XOM Market Implied Outlook 4.7M Period Today-Jan. 21 2022
Source: author’s calculations using options quotes from eTrade. The negative side of the distribution has been rotated about the vertical axis
The probabilities of negative returns are slightly elevated relative to the probabilities of positive returns of the same magnitude (the red dashed line is above the solid blue line). Dividend-paying stocks tend to have reduced upside probability relative to downside because some portion of earnings is returned to shareholders. In addition, risk-averse shareholders tend to bid up the prices of put options to hedge their downside risk. In considering both of these factors, this market-implied outlook is neutral to slightly bullish.
Compared to my last analysis of XOM at the end of January of 2021, the current market-implied outlook is significantly more bullish.

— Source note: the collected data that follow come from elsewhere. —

#[cfg(test)]
mod tests {
    use super::*;
    use crate::config::ExplainConfig;
    use crate::strategy::fixtures::*;

    fn run(kind: RestrictionKind, axioms: Vec<Axiom>, who: &str, class: &str) -> Vec<JustificationPath> {
        let (store, kb) = knowledge_base(axioms);
        let config = ExplainConfig::default();
        let ctx = SearchContext::new(&store, &kb, &config);
        RestrictionStrategy::new(kind)
            .explain(&QueryTarget::class_membership(&ind(who), &iri(class)), &ctx)
            .unwrap()
    }

    #[test]
    fn test_intersection() {
        let paths = run(
            RestrictionKind::Intersection,
            vec![
                Axiom::EquivalentClasses(vec![
                    class("Mother"),
                    ClassExpression::IntersectionOf(vec![class("Woman"), class("Parent")]),
                ]),
                Axiom::class_assertion(&iri("Woman"), &ind("mary")),
                Axiom::class_assertion(&iri("Parent"), &ind("mary")),
            ],
            "mary",
            "Mother",
        );
        assert_eq!(paths.len(), 1);
        assert_eq!(paths[0].description(), "Intersection class: member of all components");
        assert_eq!(paths[0].complexity(), 3);
        assert_eq!(paths[0].reasoning_type(), ReasoningType::Intersection);
    }

    #[test]
    fn test_shared_witness_counted_once() {
        let paths = run(
            RestrictionKind::Intersection,
            vec![
                Axiom::EquivalentClasses(vec![
                    class("ProudParent"),
                    ClassExpression::IntersectionOf(vec![
                        ClassExpression::some(prop("hasChild"), class("Person")),
                        ClassExpression::some(prop("hasChild"), class("Happy")),
                    ]),
                ]),
                Axiom::property_assertion(&iri("hasChild"), &ind("john"), &ind("bob")),
                Axiom::class_assertion(&iri("Person"), &ind("bob")),
                Axiom::class_assertion(&iri("Happy"), &ind("bob")),
            ],
            "john",
            "ProudParent",
        );
        assert_eq!(paths.len(), 1);
        assert_eq!(paths[0].complexity(), 4);
        assert_eq!(paths[0].justifications().len(), paths[0].complexity());
        assert_eq!(paths[0].justifications()[0], "john hasChild bob");
    }

    #[test]
    fn test_union_names_the_component() {
        let paths = run(
            RestrictionKind::Union,
            vec![
                Axiom::SubClassOf(ClassExpression::UnionOf(vec![class("Man"), class("Woman")]), class("Person")),
                Axiom::class_assertion(&iri("Woman"), &ind("mary")),
            ],
            "mary",
            "Person",
        );
        assert_eq!(paths.len(), 1);
        assert_eq!(paths[0].description(), "Union class: member of component 'Woman'");
    }

    #[test]
    fn test_existential_and_has_value() {
        let axioms = vec![
            Axiom::EquivalentClasses(vec![
                class("Parent"),
                ClassExpression::some(prop("hasChild"), class("Person")),
            ]),
            Axiom::property_assertion(&iri("hasChild"), &ind("john"), &ind("bob")),
            Axiom::class_assertion(&iri("Person"), &ind("bob")),
        ];
        let paths = run(RestrictionKind::Existential, axioms, "john", "Parent");
        assert_eq!(paths.len(), 1);
        assert_eq!(paths[0].description(), "Existential restriction: ∃hasChild.Person satisfied by bob");

        let axioms = vec![
            Axiom::SubClassOf(
                ClassExpression::HasValue { property: prop("knows"), individual: ind("alice") },
                class("FriendOfAlice"),
            ),
            Axiom::property_assertion(&iri("knows"), &ind("john"), &ind("alice")),
        ];
        assert_eq!(run(RestrictionKind::Existential, axioms, "john", "FriendOfAlice").len(), 1);
    }

    #[test]
    fn test_universal_requires_values_at_top_level() {
        let definition = Axiom::EquivalentClasses(vec![
            class("HappyParent"),
            ClassExpression::only(prop("hasChild"), class("Happy")),
        ]);
        let paths = run(
            RestrictionKind::Universal,
            vec![
                definition.clone(),
                Axiom::property_assertion(&iri("hasChild"), &ind("john"), &ind("bob")),
                Axiom::property_assertion(&iri("hasChild"), &ind("john"), &ind("ann")),
                Axiom::class_assertion(&iri("Happy"), &ind("bob")),
                Axiom::class_assertion(&iri("Happy"), &ind("ann")),
            ],
            "john",
            "HappyParent",
        );
        assert_eq!(paths.len(), 1);
        assert_eq!(paths[0].description(), "Universal restriction: ∀hasChild.Happy satisfied by all 2 values");

        let vacuous = run(
            RestrictionKind::Universal,
            vec![definition, Axiom::class_assertion(&iri("Person"), &ind("ted"))],
            "ted",
            "HappyParent",
        );
        assert!(vacuous.is_empty());
    }

    #[test]
    fn test_nested_universal_may_be_vacuous() {
        let paths = run(
            RestrictionKind::Existential,
            vec![
                Axiom::EquivalentClasses(vec![
                    class("GrandparentOfHappy"),
                    ClassExpression::some(
                        prop("hasChild"),
                        ClassExpression::only(prop("hasChild"), class("Happy")),
                    ),
                ]),
                Axiom::property_assertion(&iri("hasChild"), &ind("john"), &ind("bob")),
            ],
            "john",
            "GrandparentOfHappy",
        );
        assert_eq!(paths.len(), 1);
    }

    #[test]
    fn test_min_cardinality() {
        let definition = Axiom::EquivalentClasses(vec![
            class("BigFamily"),
            ClassExpression::MinCardinality {
                cardinality: 2,
                property: prop("hasChild"),
                class: None,
            },
        ]);
        let paths = run(
            RestrictionKind::Cardinality,
            vec![
                definition.clone(),
                Axiom::property_assertion(&iri("hasChild"), &ind("john"), &ind("bob")),
                Axiom::property_assertion(&iri("hasChild"), &ind("john"), &ind("ann")),
            ],
            "john",
            "BigFamily",
        );
        assert_eq!(paths.len(), 1);
        assert_eq!(paths[0].description(), "Cardinality restriction: ≥2 hasChild.Thing satisfied by 2 values");

        let too_few = run(
            RestrictionKind::Cardinality,
            vec![definition, Axiom::property_assertion(&iri("hasChild"), &ind("john"), &ind("bob"))],
            "john",
            "BigFamily",
        );
        assert!(too_few.is_empty());
    }

    #[test]
    fn test_complement_through_disjointness() {
        let paths = run(
            RestrictionKind::Complement,
            vec![
                Axiom::EquivalentClasses(vec![
                    class("NonMan"),
                    ClassExpression::ComplementOf(Box::new(class("Man"))),
                ]),
                Axiom::DisjointClasses(vec![class("Man"), class("Woman")]),
                Axiom::class_assertion(&iri("Woman"), &ind("mary")),
            ],
            "mary",
            "NonMan",
        );
        assert_eq!(paths.len(), 1);
        assert_eq!(paths[0].description(), "Complement class: mary is disjoint from Man");
        assert_eq!(paths[0].complexity(), 3);
    }

    #[test]
    fn test_kind_filters_definitions() {
        let paths = run(
            RestrictionKind::Union,
            vec![
                Axiom::EquivalentClasses(vec![
                    class("Parent"),
                    ClassExpression::some(prop("hasChild"), ClassExpression::Thing),
                ]),
                Axiom::property_assertion(&iri("hasChild"), &ind("john"), &ind("bob")),
            ],
            "john",
            "Parent",
        );
        assert!(paths.is_empty());
    }
}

At that time, I calculated the 4.7-month market-implied outlook using options expiring on June 19, 2021. The probabilities of negative returns were markedly higher than for positive returns of the same magnitude (the red dashed curve was substantially above the blue curve) and the annualized volatility was 40%. At that time, I interpreted the market-implied outlook to be bearish.

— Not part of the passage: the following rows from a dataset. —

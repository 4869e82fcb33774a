//! Error types for mobiconvert operations.

use std::collections::TryReserveError;
use std::io;

use thiserror::Error;

/// Errors that can occur while loading, extracting, packaging or dumping a document.
#[derive(Error, Debug)]
pub enum Error {
    #[error("I/O error: {0}")]
    Io(#[from] io::Error),

    #[error("Unsupported format: {0}")]
    UnsupportedFormat(String),

    #[error("Corrupt data: {0}")]
    CorruptData(String),

    #[error("Parsing document failed: {0}")]
    Parse(String),

    #[error("Could not initialize zip archive: {0}")]
    ArchiveInit(#[source] TryReserveError),

    #[error("Could not add file to archive: {path}")]
    EntryWrite {
        path: String,
        #[source]
        source: io::Error,
    },

    #[error("Could not finalize zip archive: {0}")]
    Finalize(#[source] io::Error),

    #[error("ZIP error: {0}")]
    Zip(#[from] zip::result::ZipError),

    #[error("XML parsing error: {0}")]
    Xml(#[from] quick_xml::Error),

    #[error("{0} not found")]
    NotFound(&'static str),
}

/// Pipeline stage an [`Error`] belongs to.
#[derive(Debug, Clone, Copy, PartialEq, Eq)]
pub enum ErrorKind {
    /// Reading input or writing dumps failed.
    Io,
    /// The provider does not handle this document.
    FormatUnsupported,
    /// The provider rejected the document bytes.
    CorruptData,
    /// The provider could not split the document into parts.
    Parse,
    /// The output buffer could not be allocated.
    ArchiveInit,
    /// An entry could not be written.
    EntryWrite,
    /// The archive could not be finalized.
    Finalize,
    /// An existing archive failed inspection.
    Inspect,
    /// A requested item is absent from the document.
    NotFound,
}

impl Error {
    /// Stage-level category of this error.
    pub fn kind(&self) -> ErrorKind {
        match self {
            Error::Io(_) => ErrorKind::Io,
            Error::UnsupportedFormat(_) => ErrorKind::FormatUnsupported,
            Error::CorruptData(_) => ErrorKind::CorruptData,
            Error::Parse(_) => ErrorKind::Parse,
            Error::ArchiveInit(_) => ErrorKind::ArchiveInit,
            Error::EntryWrite { .. } => ErrorKind::EntryWrite,
            Error::Finalize(_) => ErrorKind::Finalize,
            Error::Zip(_) | Error::Xml(_) => ErrorKind::Inspect,
            Error::NotFound(_) => ErrorKind::NotFound,
        }
    }
}

pub type Result<T> = std::result::Result<T, Error>;
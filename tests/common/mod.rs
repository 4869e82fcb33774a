//! Shared test fixtures: an in-memory document provider.

#![allow(dead_code)]

use std::cell::Cell;
use std::io::{Cursor, Read};
use std::rc::Rc;

use mobiconvert::model::{Part, PartKind, Parts, Record};
use mobiconvert::{Document, DocumentProvider, Error, HybridPart, LoadOptions, Result};
use zip::ZipArchive;

pub const MAGIC: &[u8] = b"STUB";

/// Provider that hands out [`StubDocument`]s built from fixed parts.
///
/// Input must start with `STUB`; anything else is unsupported, and input
/// shorter than eight bytes is corrupt.
#[derive(Default)]
pub struct StubProvider {
    pub parts: Parts,
    pub replica: bool,
    pub fail_parse: bool,
    pub released: Rc<Cell<usize>>,
    pub loaded: Rc<Cell<usize>>,
    /// Hybrid half requested by the most recent load.
    pub hybrid: Cell<Option<HybridPart>>,
}

impl StubProvider {
    pub fn new(parts: Parts) -> Self {
        Self {
            parts,
            ..Self::default()
        }
    }

    pub fn released(&self) -> usize {
        self.released.get()
    }

    pub fn loaded(&self) -> usize {
        self.loaded.get()
    }
}

impl DocumentProvider for StubProvider {
    type Document = StubDocument;

    fn load(&self, data: &[u8], options: &LoadOptions) -> Result<StubDocument> {
        self.hybrid.set(Some(options.hybrid));
        if !data.starts_with(MAGIC) {
            return Err(Error::UnsupportedFormat("not a stub document".into()));
        }
        if data.len() < 8 {
            return Err(Error::CorruptData("truncated header".into()));
        }
        self.loaded.set(self.loaded.get() + 1);
        let mut document = StubDocument::default();
        document.parts = self.parts.clone();
        document.replica = self.replica;
        document.fail_parse = self.fail_parse;
        document.released = Rc::clone(&self.released);
        Ok(document)
    }
}

/// Document handle that counts how often it is released.
#[derive(Default)]
pub struct StubDocument {
    pub parts: Parts,
    pub replica: bool,
    pub fail_parse: bool,
    pub records: Vec<Record>,
    pub rawml: Option<Vec<u8>>,
    pub cover: Option<Vec<u8>>,
    pub source: Option<Vec<u8>>,
    pub log: Option<Vec<u8>>,
    pub released: Rc<Cell<usize>>,
}

impl Document for StubDocument {
    fn parts(&self) -> Result<Parts> {
        if self.fail_parse {
            return Err(Error::Parse("broken skeleton index".into()));
        }
        Ok(self.parts.clone())
    }

    fn is_replica(&self) -> bool {
        self.replica
    }

    fn records(&self) -> &[Record] {
        &self.records
    }

    fn rawml(&self) -> Result<Vec<u8>> {
        self.rawml.clone().ok_or(Error::NotFound("raw markup"))
    }

    fn cover(&self) -> Option<&[u8]> {
        self.cover.as_deref()
    }

    fn embedded_source(&self) -> Option<&[u8]> {
        self.source.as_deref()
    }

    fn embedded_log(&self) -> Option<&[u8]> {
        self.log.as_deref()
    }
}

impl Drop for StubDocument {
    fn drop(&mut self) {
        self.released.set(self.released.get() + 1);
    }
}

/// A small but complete book: two chapters, a stylesheet flow, cover, OPF and NCX.
pub fn sample_parts() -> Parts {
    Parts::new()
        .with_markup(Part::new(0, PartKind::Html, "<html><body>One</body></html>"))
        .with_markup(Part::new(1, PartKind::Html, "<html><body>Two</body></html>"))
        .with_flow(Part::new(0, PartKind::Html, "<html>raw</html>"))
        .with_flow(Part::new(1, PartKind::Css, "body { margin: 0 }"))
        .with_resource(Part::new(0, PartKind::Jpg, vec![0xFF, 0xD8, 0xFF, 0xE0, 1, 2, 3]))
        .with_resource(Part::new(1, PartKind::Opf, "<package/>"))
        .with_resource(Part::new(2, PartKind::Ncx, "<ncx/>"))
}

/// Entry names of an archive, in central directory order.
pub fn entry_names(epub: &[u8]) -> Vec<String> {
    let mut archive = ZipArchive::new(Cursor::new(epub)).expect("valid zip");
    (0..archive.len())
        .map(|i| archive.by_index_raw(i).unwrap().name().to_string())
        .collect()
}

/// Decompressed content of one archive entry.
pub fn read_entry(epub: &[u8], name: &str) -> Vec<u8> {
    let mut archive = ZipArchive::new(Cursor::new(epub)).expect("valid zip");
    let mut file = archive.by_name(name).expect("entry present");
    let mut data = Vec::new();
    file.read_to_end(&mut data).unwrap();
    data
}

Looking out further in time, I have also calculated the 7.4-month market-implied outlook for XOM. derived using options that expire on April 14, 2022. The market-implied outlook is slightly more bearish, with higher probabilities of negative returns, as compared to positive returns of the same magnitude. I interpret this market-implied outlook as slightly bearish. The annualized volatility derived from this distribution is 30.7%.
Market Implied Price Return Probabilities 7.4M Period, Today-Apr. 14 2022
Source: author’s calculations using options quotes from eTrade. Negative return side of the distribution has been rotated about the vertical axis.

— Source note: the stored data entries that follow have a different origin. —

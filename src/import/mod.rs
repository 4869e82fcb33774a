//! Document model providers.
//!
//! Parsing the binary container (record table, text decompression, EXTH,
//! hybrid splitting) is the job of a [`DocumentProvider`]. This crate only
//! consumes its results through two traits:
//!
//! - [`DocumentProvider::load`] turns raw bytes into a [`Document`] handle.
//! - [`Document::parts`] splits the document into markup, flow and resources.
//!
//! Releasing the handle is `Drop`: the conversion pipeline owns the document
//! for one call and drops it on every exit path.

mod dir;

pub use dir::PartsDirectory;

use crate::error::{Error, Result};
use crate::model::{Parts, Record};

/// Which half of a hybrid KF7/KF8 file the provider should parse.
#[derive(Debug, Clone, Copy, Default, PartialEq, Eq)]
pub enum HybridPart {
    /// The KF8 (AZW3) part.
    #[default]
    Kf8,
    /// The legacy KF7 (MOBI) part.
    Kf7,
}

/// Options handed to [`DocumentProvider::load`].
#[derive(Debug, Clone, Default)]
pub struct LoadOptions {
    pub hybrid: HybridPart,
}

impl LoadOptions {
    pub fn with_hybrid(mut self, hybrid: HybridPart) -> Self {
        self.hybrid = hybrid;
        self
    }
}

/// Loads raw container bytes into a [`Document`].
pub trait DocumentProvider {
    type Document: Document;

    /// Load a document.
    ///
    /// Errors are [`Error::Io`], [`Error::UnsupportedFormat`] or
    /// [`Error::CorruptData`]. No handle exists after a failure.
    fn load(&self, data: &[u8], options: &LoadOptions) -> Result<Self::Document>;
}

/// A loaded document handle.
///
/// Only [`Document::parts`] is required; the remaining accessors back the
/// file-system dumps and default to "absent".
pub trait Document {
    /// Split the document into its three part sequences.
    ///
    /// Fails with [`Error::Parse`].
    fn parts(&self) -> Result<Parts>;

    /// Print Replica documents wrap PDF pages and cannot become EPUB.
    fn is_replica(&self) -> bool {
        false
    }

    /// Raw records of the container, in file order.
    fn records(&self) -> &[Record] {
        &[]
    }

    /// All text records, decompressed and concatenated.
    fn rawml(&self) -> Result<Vec<u8>> {
        Err(Error::NotFound("raw markup"))
    }

    /// The cover image record, if the document names one.
    fn cover(&self) -> Option<&[u8]> {
        None
    }

    /// Source archive embedded by the publishing tool.
    fn embedded_source(&self) -> Option<&[u8]> {
        None
    }

    /// Conversion log embedded by the publishing tool.
    fn embedded_log(&self) -> Option<&[u8]> {
        None
    }
}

The market-implied outlook for XOM is neutral to slightly bullish between now and early 2022, becoming neutral to slightly bearish looking out 7-8 months. The near-term outlook is considerably improved from when I last analyzed XOM at the end of January and the expected volatility is considerably lower.
XOM has a YTD total return above 40%, even after a 14% decline since late June. The consensus outlook for earnings implies a forward P/E of 13.7 and the dividend yield is 6.2%.
Earnings appear to be on track for a robust recovery from the COVID-driven economic downturn. The consensus outlook from Wall Street implies 12-month price returns of around 20% and the consensus rating is bullish, although many analysts have a neutral / hold view. The analyst consensus price target is considerably more bullish than when I analyzed XOM at the end of January. The market-implied outlook to mid-January is neutral to slightly bullish, a substantial improvement from my last analysis.
The expected annualized volatility calculated from the market-implied outlook is about 31%, considerably lower than the value at the end of January. With a consensus 12-month outlook for total return of 25% or more, expected volatility at around 31%, and a slight bullish tilt in the market-implied outlook to early 2022, I am changing my view on XOM from neutral to bullish.
Given the longer-term uncertainties, I plan to revisit this analysis in early 2022.